I have a good relationship with my parents, but I wouldn't say I particularly care about living up to their values. Maybe it's because their values were generic suburban apolitical secular centrism. They had no clear values to live up to. I had a good childhood and they've been generous now I'm an adult, but growing up there wasn't really a strong culture for us to preserve.

I think I do want to give my kids the same kind of childhood I had, so if that counts then I definitely want to preserve that. But I'd say it's more that I had a good childhood (quite a lot of freedom, being outside a lot, no digital panopticon yet) and I think that would make my kids happy.

I definitely want to have lots of children, which I know will make them happy.

Mottizens: do you have a good relationship with your parents? More specifically: do you try to make them proud and live up to values they inculcated in you? Or do you think about failings they had, and try to orient your life toward avoiding those?

I have what I think is a very good relationship with my parents. They currently live with my wife and I through the working week, and help care for and teach our children. We attend church together. My father and I take walks in the evening where either he listens to me lecture about the news, or I listen to him lecture about theology and church history. It's a really good way to live.

My parents both certainly have their flaws, but I still consider them a model for myself and for my children. They did their best to filter out their own trauma when raising me and my siblings, and our childhoods were, I think, much better than theirs. I aim to do the same for my children, and try to help where I can with my numerous nieces and nephews.
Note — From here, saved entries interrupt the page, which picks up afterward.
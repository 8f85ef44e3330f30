use once_cell::sync::Lazy;
use serde::{Deserialize, Serialize};
use std::env;

#[derive(Debug, Clone, Serialize, Deserialize)]
pub struct AppConfig {
    pub server: ServerConfig,
    pub database: DatabaseConfig,
    pub security: SecurityConfig,
}

#[derive(Debug, Clone, Serialize, Deserialize)]
pub struct ServerConfig {
    pub port: u16,
}

#[derive(Debug, Clone, Serialize, Deserialize)]
pub struct DatabaseConfig {
    pub max_connections: u32,
    pub connect_timeout_secs: u64,
}

#[derive(Debug, Clone, Serialize, Deserialize)]
pub struct SecurityConfig {
    pub cors_origins: Vec<String>,
}

impl AppConfig {
    pub fn from_env() -> Self {
        Self::defaults().with_env_overrides()
    }

    fn defaults() -> Self {
        Self {
            server: ServerConfig { port: 8000 },
            database: DatabaseConfig {
                max_connections: 10,
                connect_timeout_secs: 30,
            },
            security: SecurityConfig {
                // Local frontend dev servers (CRA and Vite)
                cors_origins: vec![
                    "http://localhost:3000".to_string(),
                    "http://localhost:5173".to_string(),
                ],
            },
        }
    }

    fn with_env_overrides(mut self) -> Self {
        if let Ok(v) = env::var("API_PORT").or_else(|_| env::var("PORT")) {
            self.server.port = v.parse().unwrap_or(self.server.port);
        }
        if let Ok(v) = env::var("DATABASE_MAX_CONNECTIONS") {
            self.database.max_connections = v.parse().unwrap_or(self.database.max_connections);
        }
        if let Ok(v) = env::var("DATABASE_CONNECT_TIMEOUT_SECS") {
            self.database.connect_timeout_secs =
                v.parse().unwrap_or(self.database.connect_timeout_secs);
        }
        if let Ok(v) = env::var("CORS_ORIGINS") {
            let origins: Vec<String> = v
                .split(',')
                .map(|s| s.trim().to_string())
                .filter(|s| !s.is_empty())
                .collect();
            if !origins.is_empty() {
                self.security.cors_origins = origins;
            }
        }
        self
    }
}

// Global singleton config - initialized once at startup
pub static CONFIG: Lazy<AppConfig> = Lazy::new(AppConfig::from_env);

// Convenience function for accessing config
pub fn config() -> &'static AppConfig {
    &CONFIG
}

#[cfg(test)]
mod tests {
    use super::*;

    #[test]
    fn defaults_allow_local_frontends() {
        let config = AppConfig::defaults();
        assert_eq!(config.server.port, 8000);
        assert_eq!(
            config.security.cors_origins,
            vec!["http://localhost:3000", "http://localhost:5173"]
        );
    }

    #[test]
    fn cors_origins_parse_trims_and_drops_empties() {
        let parsed: Vec<String> = " https://a.example , ,https://b.example"
            .split(',')
            .map(|s| s.trim().to_string())
            .filter(|s| !s.is_empty())
            .collect();
        assert_eq!(parsed, vec!["https://a.example", "https://b.example"]);
    }
}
I have what I think is a very good relationship with my parents. They currently live with my wife and I through the working week, and help care for and teach our children. We attend church together. My father and I take walks in the evening where either he listens to me lecture about the news, or I listen to him lecture about theology and church history. It's a really good way to live.

You are truly blessed to have them in your lives like this.

I'm aware, believe me. We're trying to make the best of the time we have. And at the same time, our family situation would be much worse-off without them helping with the kids during the workweek. It's been really, really good for all of us.

This is lovely. Really beautiful to hear it's working out for you all. It gives me hope for my own kids, if the Lord blesses me.

Thank you for sharing.

Do you have a good relationship with your parents? Do you think about failings they had, and try to orient your life toward avoiding those?

I resent my parents' making me join a zillion stupid extracurricular activities, and don't trust them too much. I had to pester my mother for months before she finally retired on the basis of my calculations showing that she had more than enough money to do so, and even now she whines about wanting to go back to work. I like to refer to my father as "Mr. Untrustworthy" (despite my mother's admonishments), after various escapades over the years:

  • Using superglue on a model rocket when the instructions told us to use rubber cement

  • Buying a telescope and using it approximately once

  • Buying a motorcycle and selling it within a few months

  • Failing to properly execute a quitclaim deed to a house for multiple years after divorcing my mother, to the point that she had to hire a lawyer

  • Claiming that the word "blackmail" is racist

  • Texting to me links with no explanation of why I should click on them

  • Allegedly converting to Islam

But I can't say that my relationships with them are bad. Call them lukewarm instead.

Do you try to make them proud and live up to values they inculcated in you?

They told me to wear polo shirts rather than T-shirts, and I have maintained that fashion. While I was homeschooled (through seventh grade), they encouraged me when I developed cool hobbies (reading voraciously, translating English to Latin, folding origami, etc.), and I have continued to develop such hobbies. They speak good English, and I certainly am thankful for that. My father is (or at least was; I don't know his current status) a six-figure bigwig, and I also managed to attain similar exaltation.